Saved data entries
____________________
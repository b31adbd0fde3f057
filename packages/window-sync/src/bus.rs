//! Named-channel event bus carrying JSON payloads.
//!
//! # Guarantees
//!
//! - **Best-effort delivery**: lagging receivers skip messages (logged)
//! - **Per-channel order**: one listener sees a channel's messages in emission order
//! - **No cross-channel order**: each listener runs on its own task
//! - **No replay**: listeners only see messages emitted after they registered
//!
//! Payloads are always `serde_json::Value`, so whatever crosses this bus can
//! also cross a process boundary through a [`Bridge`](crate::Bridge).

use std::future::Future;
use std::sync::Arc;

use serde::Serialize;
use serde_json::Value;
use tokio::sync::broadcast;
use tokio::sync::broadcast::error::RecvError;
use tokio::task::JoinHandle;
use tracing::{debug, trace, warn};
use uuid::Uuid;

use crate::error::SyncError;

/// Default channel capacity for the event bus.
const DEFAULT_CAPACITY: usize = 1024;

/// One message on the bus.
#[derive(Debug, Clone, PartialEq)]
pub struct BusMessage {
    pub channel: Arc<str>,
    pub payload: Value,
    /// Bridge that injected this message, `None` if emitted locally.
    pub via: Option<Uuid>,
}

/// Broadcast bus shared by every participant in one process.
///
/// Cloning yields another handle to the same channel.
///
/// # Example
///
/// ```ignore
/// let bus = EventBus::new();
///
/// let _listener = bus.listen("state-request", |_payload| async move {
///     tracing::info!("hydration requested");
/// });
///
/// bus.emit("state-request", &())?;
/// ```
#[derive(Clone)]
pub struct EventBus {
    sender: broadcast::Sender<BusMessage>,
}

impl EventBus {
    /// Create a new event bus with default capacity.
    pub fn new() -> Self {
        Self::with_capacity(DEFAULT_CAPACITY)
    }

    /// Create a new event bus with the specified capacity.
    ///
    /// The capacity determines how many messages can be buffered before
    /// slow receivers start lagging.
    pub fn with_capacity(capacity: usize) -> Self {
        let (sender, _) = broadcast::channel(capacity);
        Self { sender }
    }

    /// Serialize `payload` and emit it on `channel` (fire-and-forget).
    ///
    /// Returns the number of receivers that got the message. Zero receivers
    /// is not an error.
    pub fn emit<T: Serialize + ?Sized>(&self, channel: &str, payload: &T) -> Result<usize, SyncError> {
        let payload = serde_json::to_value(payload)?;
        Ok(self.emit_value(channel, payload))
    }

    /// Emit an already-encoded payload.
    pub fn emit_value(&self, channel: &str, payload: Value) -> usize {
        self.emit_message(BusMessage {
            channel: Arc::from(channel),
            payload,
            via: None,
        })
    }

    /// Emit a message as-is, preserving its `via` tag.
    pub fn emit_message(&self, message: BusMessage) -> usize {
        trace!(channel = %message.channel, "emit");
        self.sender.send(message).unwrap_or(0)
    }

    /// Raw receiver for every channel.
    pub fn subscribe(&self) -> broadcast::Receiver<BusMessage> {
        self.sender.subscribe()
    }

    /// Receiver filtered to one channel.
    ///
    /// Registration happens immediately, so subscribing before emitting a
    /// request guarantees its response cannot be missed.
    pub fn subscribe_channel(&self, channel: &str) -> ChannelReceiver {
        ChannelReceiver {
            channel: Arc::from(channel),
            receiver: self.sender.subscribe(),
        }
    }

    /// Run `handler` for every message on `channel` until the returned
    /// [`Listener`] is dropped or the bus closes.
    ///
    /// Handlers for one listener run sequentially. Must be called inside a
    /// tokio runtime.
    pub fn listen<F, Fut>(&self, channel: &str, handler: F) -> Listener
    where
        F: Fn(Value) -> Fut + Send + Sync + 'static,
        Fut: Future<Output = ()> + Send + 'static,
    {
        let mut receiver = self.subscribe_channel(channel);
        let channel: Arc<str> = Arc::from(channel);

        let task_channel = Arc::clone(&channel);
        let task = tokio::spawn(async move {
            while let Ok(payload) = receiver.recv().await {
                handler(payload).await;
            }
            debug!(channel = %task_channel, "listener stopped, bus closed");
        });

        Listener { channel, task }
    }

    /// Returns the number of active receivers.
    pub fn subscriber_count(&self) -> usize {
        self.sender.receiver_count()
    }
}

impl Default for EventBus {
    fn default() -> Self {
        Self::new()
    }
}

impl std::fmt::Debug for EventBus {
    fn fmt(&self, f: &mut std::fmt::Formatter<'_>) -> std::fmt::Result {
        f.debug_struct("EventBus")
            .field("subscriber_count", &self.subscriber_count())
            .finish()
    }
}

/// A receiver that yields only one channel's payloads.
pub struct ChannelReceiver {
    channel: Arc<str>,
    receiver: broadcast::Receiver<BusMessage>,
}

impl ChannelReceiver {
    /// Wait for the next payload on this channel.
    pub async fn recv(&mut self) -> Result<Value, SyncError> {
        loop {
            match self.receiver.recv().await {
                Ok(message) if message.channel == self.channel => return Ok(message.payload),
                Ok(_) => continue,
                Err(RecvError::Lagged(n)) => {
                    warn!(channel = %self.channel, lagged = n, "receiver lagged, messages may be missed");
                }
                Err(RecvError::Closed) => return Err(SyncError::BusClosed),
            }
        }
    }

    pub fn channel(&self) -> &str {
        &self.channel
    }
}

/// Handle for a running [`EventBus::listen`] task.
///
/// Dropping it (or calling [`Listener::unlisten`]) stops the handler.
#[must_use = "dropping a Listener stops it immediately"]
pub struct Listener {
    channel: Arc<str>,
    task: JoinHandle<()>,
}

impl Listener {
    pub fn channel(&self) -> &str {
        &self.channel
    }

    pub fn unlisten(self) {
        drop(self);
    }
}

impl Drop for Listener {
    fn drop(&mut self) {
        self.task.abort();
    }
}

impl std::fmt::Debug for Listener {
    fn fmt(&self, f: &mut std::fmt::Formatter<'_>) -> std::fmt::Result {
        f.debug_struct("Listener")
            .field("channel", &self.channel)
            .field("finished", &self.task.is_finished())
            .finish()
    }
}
____________________
An exact copy of every record is required here.

repository b31adbd0fde3f057
filename packages/window-sync/src/bus.rs
//! Named-channel event bus carrying JSON payloads.
//!
//! # Guarantees
//!
//! - **Best-effort delivery**: lagging receivers skip messages (logged)
//! - **Per-channel order**: one listener sees a channel's messages in emission order
//! - **No cross-channel order**: each listener runs on its own task
//! - **No replay**: listeners only see messages emitted after they registered
//!
//! Payloads are always `serde_json::Value`, so whatever crosses this bus can
//! also cross a process boundary through a [`Bridge`](crate::Bridge).

use std::future::Future;
use std::sync::Arc;

use serde::Serialize;
use serde_json::Value;
use tokio::sync::broadcast;
use tokio::sync::broadcast::error::RecvError;
use tokio::task::JoinHandle;
use tracing::{debug, trace, warn};
use uuid::Uuid;

use crate::error::SyncError;

/// Default channel capacity for the event bus.
const DEFAULT_CAPACITY: usize = 1024;

/// One message on the bus.
#[derive(Debug, Clone, PartialEq)]
pub struct BusMessage {
    pub channel: Arc<str>,
    pub payload: Value,
    /// Bridge that injected this message, `None` if emitted locally.
    pub via: Option<Uuid>,
}

/// Broadcast bus shared by every participant in one process.
///
/// Cloning yields another handle to the same channel.
///
/// # Example
///
/// ```ignore
/// let bus = EventBus::new();
///
/// let _listener = bus.listen("state-request", |_payload| async move {
///     tracing::info!("hydration requested");
/// });
///
/// bus.emit("state-request", &())?;
/// ```
#[derive(Clone)]
pub struct EventBus {
    sender: broadcast::Sender<BusMessage>,
}

impl EventBus {
    /// Create a new event bus with default capacity.
    pub fn new() -> Self {
        Self::with_capacity(DEFAULT_CAPACITY)
    }

    /// Create a new event bus with the specified capacity.
    ///
    /// The capacity determines how many messages can be buffered before
    /// slow receivers start lagging.
    pub fn with_capacity(capacity: usize) -> Self {
        let (sender, _) = broadcast::channel(capacity);
        Self { sender }
    }

    /// Serialize `payload` and emit it on `channel` (fire-and-forget).
    ///
    /// Returns the number of receivers that got the message. Zero receivers
    /// is not an error.
    pub fn emit<T: Serialize + ?Sized>(&self, channel: &str, payload: &T) -> Result<usize, SyncError> {
        let payload = serde_json::to_value(payload)?;
        Ok(self.emit_value(channel, payload))
    }

    /// Emit an already-encoded payload.
    pub fn emit_value(&self, channel: &str, payload: Value) -> usize {
        self.emit_message(BusMessage {
            channel: Arc::from(channel),
            payload,
            via: None,
        })
    }

    /// Emit a message as-is, preserving its `via` tag.
    pub fn emit_message(&self, message: BusMessage) -> usize {
        trace!(channel = %message.channel, "emit");
        self.sender.send(message).unwrap_or(0)
    }

    /// Raw receiver for every channel.
    pub fn subscribe(&self) -> broadcast::Receiver<BusMessage> {
        self.sender.subscribe()
    }

    /// Receiver filtered to one channel.
    ///
    /// Registration happens immediately, so subscribing before emitting a
    /// request guarantees its response cannot be missed.
    pub fn subscribe_channel(&self, channel: &str) -> ChannelReceiver {
        ChannelReceiver {
            channel: Arc::from(channel),
            receiver: self.sender.subscribe(),
        }
    }

    /// Run `handler` for every message on `channel` until the returned
    /// [`Listener`] is dropped or the bus closes.
    ///
    /// Handlers for one listener run sequentially. Must be called inside a
    /// tokio runtime.
    pub fn listen<F, Fut>(&self, channel: &str, handler: F) -> Listener
    where
        F: Fn(Value) -> Fut + Send + Sync + 'static,
        Fut: Future<Output = ()> + Send + 'static,
    {
        let mut receiver = self.subscribe_channel(channel);
        let channel: Arc<str> = Arc::from(channel);

        let task_channel = Arc::clone(&channel);
        let task = tokio::spawn(async move {
            while let Ok(payload) = receiver.recv().await {
                handler(payload).await;
            }
            debug!(channel = %task_channel, "listener stopped, bus closed");
        });

        Listener { channel, task }
    }

    /// Returns the number of active receivers.
    pub fn subscriber_count(&self) -> usize {
        self.sender.receiver_count()
    }
}

impl Default for EventBus {
    fn default() -> Self {
        Self::new()
    }
}

impl std::fmt::Debug for EventBus {
    fn fmt(&self, f: &mut std::fmt::Formatter<'_>) -> std::fmt::Result {
        f.debug_struct("EventBus")
            .field("subscriber_count", &self.subscriber_count())
            .finish()
    }
}

/// A receiver that yields only one channel's payloads.
pub struct ChannelReceiver {
    channel: Arc<str>,
    receiver: broadcast::Receiver<BusMessage>,
}

impl ChannelReceiver {
    /// Wait for the next payload on this channel.
    pub async fn recv(&mut self) -> Result<Value, SyncError> {
        loop {
            match self.receiver.recv().await {
                Ok(message) if message.channel == self.channel => return Ok(message.payload),
                Ok(_) => continue,
                Err(RecvError::Lagged(n)) => {
                    warn!(channel = %self.channel, lagged = n, "receiver lagged, messages may be missed");
                }
                Err(RecvError::Closed) => return Err(SyncError::BusClosed),
            }
        }
    }

    pub fn channel(&self) -> &str {
        &self.channel
    }
}

/// Handle for a running [`EventBus::listen`] task.
///
/// Dropping it (or calling [`Listener::unlisten`]) stops the handler.
#[must_use = "dropping a Listener stops it immediately"]
pub struct Listener {
    channel: Arc<str>,
    task: JoinHandle<()>,
}

impl Listener {
    pub fn channel(&self) -> &str {
        &self.channel
    }

    pub fn unlisten(self) {
        drop(self);
    }
}

impl Drop for Listener {
    fn drop(&mut self) {
        self.task.abort();
    }
}

impl std::fmt::Debug for Listener {
    fn fmt(&self, f: &mut std::fmt::Formatter<'_>) -> std::fmt::Result {
        f.debug_struct("Listener")
            .field("channel", &self.channel)
            .field("finished", &self.task.is_finished())
            .finish()
    }
}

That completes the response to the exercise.